The Lecture Hall Complex at the Indian Institute of Technology (IIT), Delhi, is looking unusually busy these days, with hundreds of students and faculty members rushing in early to find good seats. The guest speaker is not a celebrated scientist or an engineer, but an economist. Arvind Subramanian, chief economic advisor to the government and former economist at the International Monetary Fund (IMF), has taken time off from his regular schedule to hold classes for a week on applied economics at IIT Delhi.
This is the first time after taking over as CEA in 2014 that Subramanian has donned a professor’s hat. His classes are part of the ‘Summer School for Economics Teachers’, a seven-day programme organised by the ministries of finance and human resource development to popularise open online courses.
The excitement among participants, including lecturers from IIT and other varsities (such as Delhi University and Jawaharlal Nehru University), was evident. Business Standard found on Monday that students from Subramanian’s alma mater, St Stephen’s College, and also from Hindu College, Lady Shri Ram College and others had turned up in large numbers at the third floor lecture hall at 10 in the morning, and stayed on for the whole day.
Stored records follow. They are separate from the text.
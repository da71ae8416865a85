//! End-to-end reconciler scenarios.
//!
//! These drive `run_tick` against a scripted in-memory board and spawner
//! over a real temp filesystem: promotion + spawn + completion, critical
//! preemption, review rework, missing-worker policies, dependency gating
//! with auto-heal, epic breakdown idempotency, dry-run arming, budget
//! clamping, and lock contention.

use std::fs;
use std::path::Path;

use boardloop::core::types::Column;
use boardloop::io::board::Board;
use boardloop::io::config::Config;
use boardloop::io::lock;
use boardloop::io::runs::patch_revision;
use boardloop::io::state_store::{load_state, save_state};
use boardloop::state::{RunEntry, RunKind, StateDoc};
use boardloop::test_support::{
    ScriptedBoard, ScriptedSpawner, board_task, test_config, write_done_artifacts,
    write_failed_done, write_review_artifacts,
};
use boardloop::tick::{TickOutcome, run_tick};

fn setup(root: &Path) -> Config {
    // A real checkout directory so the repo map resolves `repo:server`.
    fs::create_dir_all(root.join("repos/server")).expect("create repo dir");
    Config {
        repo_root: root.join("repos"),
        ..test_config(root)
    }
}

fn tick(board: &ScriptedBoard, spawner: &ScriptedSpawner, config: &Config) -> Vec<String> {
    match run_tick(board, spawner, config).expect("tick") {
        TickOutcome::Completed(report) => {
            assert!(report.errors.is_empty(), "unexpected errors: {:?}", report.errors);
            report.actions
        }
        TickOutcome::LockContention => panic!("unexpected lock contention"),
    }
}

fn state_of(config: &Config) -> StateDoc {
    load_state(&config.state_path(), 0)
}

/// Seed a recorded (still running) worker entry for a WIP task.
fn seed_worker_entry(config: &Config, task_id: i64) {
    let mut state = state_of(config);
    let run_id = format!("seeded-{task_id}");
    let run_dir = config
        .runs_root
        .join("worker")
        .join(format!("task-{task_id}"))
        .join(&run_id);
    state.workers_by_task_id.insert(
        task_id.to_string(),
        RunEntry {
            kind: RunKind::Worker,
            run_id,
            run_dir: run_dir.clone(),
            log_path: run_dir.join("worker.log"),
            done_path: Some(run_dir.join("done.json")),
            started_at_ms: boardloop::now_ms(),
            ..RunEntry::default()
        },
    );
    save_state(&config.state_path(), &state).expect("seed state");
}

// ---------------------------------------------------------------------
// S1: epic breakdown idempotency
// ---------------------------------------------------------------------

#[test]
fn epic_breakdown_is_created_once() {
    let temp = tempfile::tempdir().expect("tempdir");
    let config = setup(temp.path());
    let board = ScriptedBoard::new();
    board.add_task(board_task(10, Column::Backlog, "E", &["epic"]));
    let spawner = ScriptedSpawner::new();

    tick(&board, &spawner, &config);
    let breakdown_id = board
        .task_titled("Break down epic #10: E")
        .expect("breakdown task created");
    assert_eq!(board.column_of(breakdown_id), Column::Backlog);
    assert!(board.has_tag(breakdown_id, "story"));
    assert!(board.has_tag(breakdown_id, "epic-child"));

    let count_after_first = board.task_count();
    tick(&board, &spawner, &config);
    assert_eq!(board.task_count(), count_after_first, "second tick creates nothing");
    // The epic container itself never moves to WIP.
    assert_eq!(board.column_of(10), Column::Backlog);
}

// ---------------------------------------------------------------------
// S2: promotion + spawn + completion
// ---------------------------------------------------------------------

#[test]
fn promotion_spawn_and_completion_reach_review() {
    let temp = tempfile::tempdir().expect("tempdir");
    let config = setup(temp.path());
    let board = ScriptedBoard::new();
    board.add_task(board_task(20, Column::Backlog, "server: do thing", &["repo:server"]));
    let spawner = ScriptedSpawner::new();

    // Tick 1: Backlog -> Ready -> WIP with a recorded worker entry.
    tick(&board, &spawner, &config);
    assert_eq!(board.column_of(20), Column::Wip);
    let spawned = spawner.spawned();
    assert_eq!(spawned.len(), 1);
    assert_eq!(spawned[0].kind, RunKind::Worker);
    assert_eq!(spawned[0].repo_key, "server");

    let state = state_of(&config);
    let entry = state.workers_by_task_id.get("20").expect("worker entry").clone();
    assert!(!entry.run_id.is_empty());

    // Child completes with valid artifacts.
    write_done_artifacts(&entry.run_dir, 20, &entry.run_id, 64);

    // Tick 2: comment posted, review tags seeded, card in Review, entry gone.
    tick(&board, &spawner, &config);
    assert_eq!(board.column_of(20), Column::Review);
    assert!(board.has_tag(20, "review:auto"));
    assert!(board.has_tag(20, "review:pending"));
    let comments = board.comments_for(20);
    assert!(comments.iter().any(|c| c.contains("Summary for task 20")));

    let state = state_of(&config);
    assert!(state.workers_by_task_id.get("20").is_none(), "worker entry cleared");
    let patch = state.patches_by_task_id.get("20").expect("patch recorded");
    assert_eq!(
        Some(patch.revision.clone()),
        patch_revision(&patch.patch_path),
    );
}

#[test]
fn invalid_worker_output_never_reaches_review() {
    let temp = tempfile::tempdir().expect("tempdir");
    let config = setup(temp.path());
    let board = ScriptedBoard::new();
    board.add_task(board_task(21, Column::Wip, "broken", &["repo:server"]));
    let spawner = ScriptedSpawner::new();

    seed_worker_entry(&config, 21);
    let state = state_of(&config);
    let entry = state.workers_by_task_id.get("21").expect("entry").clone();
    write_failed_done(&entry.run_dir, 21, &entry.run_id);

    tick(&board, &spawner, &config);
    assert_eq!(board.column_of(21), Column::Backlog);
    assert!(board.has_tag(21, "blocked:artifact"));
    assert!(state_of(&config).workers_by_task_id.get("21").is_none());

    // Without a new spawn the card stays put.
    tick(&board, &spawner, &config);
    assert_eq!(board.column_of(21), Column::Backlog);
    assert_ne!(board.column_of(21), Column::Review);
}

// ---------------------------------------------------------------------
// S3: critical preemption
// ---------------------------------------------------------------------

#[test]
fn critical_preempts_wip_and_resumes_after_review() {
    let temp = tempfile::tempdir().expect("tempdir");
    let config = setup(temp.path());
    let board = ScriptedBoard::new();
    board.add_task(board_task(30, Column::Wip, "normal a", &["repo:server"]));
    board.add_task(board_task(31, Column::Wip, "normal b", &["repo:server"]));
    board.add_task(board_task(40, Column::Backlog, "urgent", &["critical", "repo:server"]));
    let spawner = ScriptedSpawner::new();

    seed_worker_entry(&config, 30);
    seed_worker_entry(&config, 31);

    // Tick 1: the critical reaches WIP; everything else is tag-paused.
    tick(&board, &spawner, &config);
    assert_eq!(board.column_of(40), Column::Wip);
    for id in [30, 31] {
        assert_eq!(board.column_of(id), Column::Wip, "pause is tag-only");
        assert!(board.has_tag(id, "paused"));
        assert!(board.has_tag(id, "paused:critical"));
    }
    let spawned = spawner.spawned();
    assert_eq!(spawned.len(), 1, "only the critical spawned");
    assert_eq!(spawned[0].task_id, 40);

    // The critical's worker finishes; tick 2 moves it to Review.
    let state = state_of(&config);
    let entry = state.workers_by_task_id.get("40").expect("entry").clone();
    write_done_artifacts(&entry.run_dir, 40, &entry.run_id, 64);
    tick(&board, &spawner, &config);
    assert_eq!(board.column_of(40), Column::Review);

    // Tick 3: no critical in WIP, so the paused tags are lifted again.
    tick(&board, &spawner, &config);
    for id in [30, 31] {
        assert!(!board.has_tag(id, "paused:critical"), "task {id}");
        assert!(!board.has_tag(id, "paused"), "task {id}");
    }
    assert!(state_of(&config).paused_by_critical.is_empty());
}

// ---------------------------------------------------------------------
// S4: review rework with WIP capacity
// ---------------------------------------------------------------------

#[test]
fn review_rework_returns_to_wip_with_fresh_run_id() {
    let temp = tempfile::tempdir().expect("tempdir");
    let mut config = setup(temp.path());
    config.missing_worker_policy = boardloop::core::policy::MissingWorkerPolicy::Spawn;
    let board = ScriptedBoard::new();
    board.add_task(board_task(50, Column::Review, "needs work", &["repo:server", "review:auto"]));
    board.add_task(board_task(51, Column::Wip, "other", &["repo:server"]));
    let spawner = ScriptedSpawner::new();

    seed_worker_entry(&config, 51);

    // Recorded patch + reviewer run whose result says REWORK.
    let patch_path = temp.path().join("patches/50.patch");
    fs::create_dir_all(patch_path.parent().unwrap()).expect("mkdir");
    fs::write(&patch_path, b"diff --git a b").expect("patch");
    let revision = patch_revision(&patch_path).expect("revision");

    let reviewer_run = config.runs_root.join("review/task-50/rev-run-1");
    write_review_artifacts(&reviewer_run, 60, "REWORK", &["oops"], Some(&revision));

    let mut state = state_of(&config);
    state.patches_by_task_id.insert(
        "50".to_string(),
        boardloop::state::PatchRecord {
            patch_path: patch_path.clone(),
            revision: revision.clone(),
            recorded_at_ms: 1,
        },
    );
    state.reviewers_by_task_id.insert(
        "50".to_string(),
        RunEntry {
            kind: RunKind::Reviewer,
            run_id: "rev-run-1".to_string(),
            run_dir: reviewer_run.clone(),
            result_path: Some(reviewer_run.join("review.json")),
            review_revision: Some(revision.clone()),
            started_at_ms: boardloop::now_ms(),
            ..RunEntry::default()
        },
    );
    save_state(&config.state_path(), &state).expect("seed state");

    // Tick 1: rework tags + checklist comment + Review -> WIP.
    tick(&board, &spawner, &config);
    assert_eq!(board.column_of(50), Column::Wip);
    let comments = board.comments_for(50);
    assert!(comments.iter().any(|c| c.contains("Review checklist")));
    let state = state_of(&config);
    assert!(state.reviewers_by_task_id.get("50").is_none());
    let history = state
        .review_rework_history_by_task_id
        .get("50")
        .expect("rework recorded");
    assert_eq!(history[0].review_revision, revision);

    // Tick 2: a fresh worker run starts with a brand new run id.
    tick(&board, &spawner, &config);
    let state = state_of(&config);
    let worker = state.workers_by_task_id.get("50").expect("worker respawned");
    assert_ne!(worker.run_id, "rev-run-1");
    assert!(!worker.run_id.is_empty());
}

// ---------------------------------------------------------------------
// S5: missing worker handle with policy=pause
// ---------------------------------------------------------------------

#[test]
fn missing_worker_pauses_and_moves_to_blocked() {
    let temp = tempfile::tempdir().expect("tempdir");
    let config = setup(temp.path());
    let board = ScriptedBoard::new();
    board.add_task(board_task(60, Column::Wip, "orphan", &["repo:server"]));
    let spawner = ScriptedSpawner::new();

    tick(&board, &spawner, &config);
    assert_eq!(board.column_of(60), Column::Blocked);
    assert!(board.has_tag(60, "paused"));
    assert!(board.has_tag(60, "paused:missing-worker"));

    // No work is started for it on later ticks until the tags are cleared.
    tick(&board, &spawner, &config);
    assert!(spawner.spawned().is_empty());
    assert_eq!(board.column_of(60), Column::Blocked);
}

#[test]
fn wip_tasks_always_have_entry_or_pause_tag() {
    let temp = tempfile::tempdir().expect("tempdir");
    let config = setup(temp.path());
    let board = ScriptedBoard::new();
    board.add_task(board_task(61, Column::Wip, "a", &["repo:server"]));
    board.add_task(board_task(62, Column::Wip, "b", &["repo:server"]));
    let spawner = ScriptedSpawner::new();
    seed_worker_entry(&config, 62);

    tick(&board, &spawner, &config);

    let state = state_of(&config);
    let snapshot = board.snapshot().expect("snapshot");
    for task in snapshot.tasks.iter().filter(|t| t.column == Column::Wip) {
        let has_entry = state.workers_by_task_id.contains_key(&task.id.to_string());
        let paused = task
            .tags
            .iter()
            .any(|t| t == "paused" || t.starts_with("paused:"));
        assert!(has_entry || paused, "task {} violates the WIP invariant", task.id);
    }
}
If the history of Indian economics was like a starter on day one (Sunday), Subramanian took up some of the contemporary topics on Monday. But the two items that consumed most of his time were the goods and services tax (GST) and inflation. “What happens when an item is exempted under the GST
and is used as an intermediary for another product?” asked an elderly economist. “As the GST
is applicable on the added value of a product at every stage, how does a company that sources its raw materials captively get income tax credit,” a PhD scholar was eager to know.
“One of the key benefits that the GST
would bring in is it would have self-policing properties. In order to get input tax credit, a dealer would have to ask his seller for invoice, forcing a paper trail. But if the GST
exempts an intermediary item, the chain of paper trail would break. This is a big challenge,” his answer was prompt.
As the debate over the GST
heated up, Subramanian’s explanations touched on varied aspects of the new indirect tax structure. “While the GST
would reduce corruption and leakages, in principle, some people may still remain outside the tax net,” he said.
“Gold was one of the battles I fought and lost.’’ He was explaining his inclination towards imposing a higher tax on gold, rather than the 3 per cent that has been decided. “The NSSO
data show over 80 per cent gold is consumed by less than 15 per cent of the population. But it was ultimately kept low as the counter argument that was put forward was too high a tax may lead to evasion,” said Subramanian.
He also threw light on exempted goods. While nearly 80 items including products like curd, bread and sindoor are exempted under the GST, actual taxation on them is not nil as intermediary items to produce these goods would still attract tax.
“Net tax on consumers for exempted items would not be nil, although that’s how it appears”, he explained.
Then there were questions around the Reserve Bank of India and interest rates, a subject over which the CEA has been in news
Replying to a question on the possibility of 0 per cent interest, he said, “I am still fantasising about having the repo rate at 5.5 to 6 per cent and you gentleman are hoping for a zero interest. That would be too much for even me to take.”
He laughed and so did his audience.
Subramanian ended the day at 4:45 pm, some 15 minutes ahead of time, after promising to meet again at 10 am on Tuesday.